The moving train is one such motif. Girardet and Müller have devoted the triptych video Locomotive (2008) to the train as it appears in one of the primal scenes of cinema, the Lumière brothers’ 1895 footage of a train pulling into a station, L’Arrivé d’un train en gare de La Ciotat. Composed of cinematic stereotypes, the installation comprises an array of footage: trains racing through the countryside, pulling in and out of stations, locomotives hurtling through tunnels, sleeping passengers, passengers walking along train aisles, endless tracks and mini-dramas of arrivals and farewells. The panoramic projection of three often-similar scenes running alongside each another lays bare the constructed nature of cinematic narration. Girardet and Müller deconstruct films and analyze them according to theoretical as well as thematic and visual criteria, assembling disparate found clips into a suggestive continuum without succumbing to traditional narration.
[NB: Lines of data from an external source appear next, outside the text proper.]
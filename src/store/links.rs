//! Short-link table with a JSON snapshot.

use anyhow::Result;
use std::collections::HashMap;
use std::path::PathBuf;
use thiserror::Error;
use tokio::sync::RwLock;
use tracing::warn;

use super::snapshot;

/// Upper bound on short path length.
pub const MAX_PATH_LEN: usize = 64;

#[derive(Debug, Error, PartialEq, Eq)]
pub enum LinkError {
    #[error("Short path can only contain alphanumeric characters, hyphens, and underscores")]
    InvalidPath,
    #[error("Short URL path '{0}' is already taken")]
    Taken(String),
}

/// Concurrent short-path → URL table.
///
/// The whole table is rewritten to a pretty-printed JSON object after every
/// successful insert. Bindings are immutable once created.
pub struct LinkStore {
    path: PathBuf,
    mappings: RwLock<HashMap<String, String>>,
}

impl LinkStore {
    /// Load the table from its JSON snapshot. A missing file starts empty;
    /// an unreadable document does the same with a warning.
    pub async fn load(path: impl Into<PathBuf>) -> Result<Self> {
        let path = path.into();
        snapshot::ensure_parent(&path).await?;
        let mappings = match snapshot::read_to_string_opt(&path).await? {
            Some(contents) => match serde_json::from_str::<HashMap<String, String>>(&contents) {
                Ok(mappings) => mappings,
                Err(err) => {
                    warn!(
                        path = %path.display(),
                        error = %err,
                        "links snapshot unreadable, starting with empty table"
                    );
                    HashMap::new()
                }
            },
            None => HashMap::new(),
        };

        Ok(Self {
            path,
            mappings: RwLock::new(mappings),
        })
    }

    /// Bind `short_path` to `long_url`, never overwriting an existing
    /// binding.
    ///
    /// The occupancy check and the insert run under one write-lock
    /// acquisition, so two concurrent creates for the same path cannot both
    /// succeed. The table is persisted before returning; a failed write is
    /// logged and swallowed.
    pub async fn create(&self, short_path: &str, long_url: &str) -> Result<(), LinkError> {
        if !valid_short_path(short_path) {
            return Err(LinkError::InvalidPath);
        }

        let mut mappings = self.mappings.write().await;
        if mappings.contains_key(short_path) {
            return Err(LinkError::Taken(short_path.to_string()));
        }
        mappings.insert(short_path.to_string(), long_url.to_string());

        match serde_json::to_string_pretty(&*mappings) {
            Ok(doc) => {
                if let Err(err) = snapshot::write_atomic(&self.path, &doc).await {
                    warn!(path = %self.path.display(), error = %err, "failed to persist links snapshot");
                }
            }
            Err(err) => {
                warn!(error = %err, "failed to serialize links snapshot");
            }
        }

        Ok(())
    }

    /// Destination bound to `short_path`, if any.
    pub async fn resolve(&self, short_path: &str) -> Option<String> {
        self.mappings.read().await.get(short_path).cloned()
    }

    /// Number of bindings.
    pub async fn len(&self) -> usize {
        self.mappings.read().await.len()
    }

    pub async fn is_empty(&self) -> bool {
        self.mappings.read().await.is_empty()
    }

    /// All bindings, sorted by short path.
    pub async fn entries(&self) -> Vec<(String, String)> {
        let mappings = self.mappings.read().await;
        let mut entries: Vec<(String, String)> = mappings
            .iter()
            .map(|(short_path, url)| (short_path.clone(), url.clone()))
            .collect();
        entries.sort();
        entries
    }
}

/// Paths are 1 to 64 characters of `[A-Za-z0-9_-]`.
pub fn valid_short_path(short_path: &str) -> bool {
    !short_path.is_empty()
        && short_path.len() <= MAX_PATH_LEN
        && short_path
            .chars()
            .all(|c| c.is_ascii_alphanumeric() || c == '-' || c == '_')
}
Some of the works are also dedicated to the basic parameters of light and darkness, seeing and not seeing. Contre-jour (2009) is stylistically reminiscent of 1960s flicker films: here, as in their previous film Beacon (2002), Girardet and Müller combine existing film footage with their own 35mm clips. The film is cut in a strobe-like staccato: wide-open eyelids, doctors shining head mirrors into their patients’ eyes, all spliced with the artists’ own footage of portraits of individuals who emerge from the darkness in contours or turn away from glaring light. Contre-jour is an experimental study in light, but it is also a metaphorically rich reflection on the medium, a visual récit about cinema as an eye onto the world.
By contrast, the human body is the focal point of Cut (2013), a work created specifically for this exhibition. Surgical references feature both in content and editing. Skin injuries and dripping blood are its main motifs: bodies suffer cuts, fevers, and sweats, are disinfected, operated on, stitched and bandaged. Clips of plants, water, sand and crawling insects form contrasting caesuras amidst a rapid succession of disparate images – sources ranging from David Cronenberg to Luis Buñuel, from The Exorcist (1973) to Black Narcissus (1947). The projection’s accompanying piece Cut (Workprints) (2013) initially appears rather didactic: a long glass table shows miniatures of more than 600 film stills arranged in tidy rows grouped by motif. Astonishing as it may be that the artists rely on such an analogue process in the digital era, it also shows the centrality of cutting in their work, as both technique and narrative element. It also demonstrates the importance, in their practice, of piecing together individual images. The title of Johannes Binotto’s essay in the exhibition catalogue encapsulates this approach: zusammen/schneiden: Operationen am lebenden Körper des Films (cutting/together: Operating on the living body of film) – the artists as surgeons, slicing into the corpus of film history.
Photographic works also accompany films elsewhere in the exhibition. Some of them function as a sort of introduction to the film, like the two-part photography work Somewhere (2011), which is atmospherically attuned to the film Meteor (2011). Others are more autonomous, such as the aphoristically titled If I Don’t See I Am Blind, I Am Blind, But If I See I Am Blind, I See (2010), a photographic work comprised of film stills.
On the whole, the exhibition gave a rich insight into the visual and narrative cosmos of the duo. Their film and video works function as distillations of cinematic history, using the principle of found footage to pose questions about the representational level of film imagery as well as to reflect on the methods of depiction and technological conditions of cinema as a medium. Not least, the snipped emotion in their works provide a substratum for our own desires, fears, dreams and projections.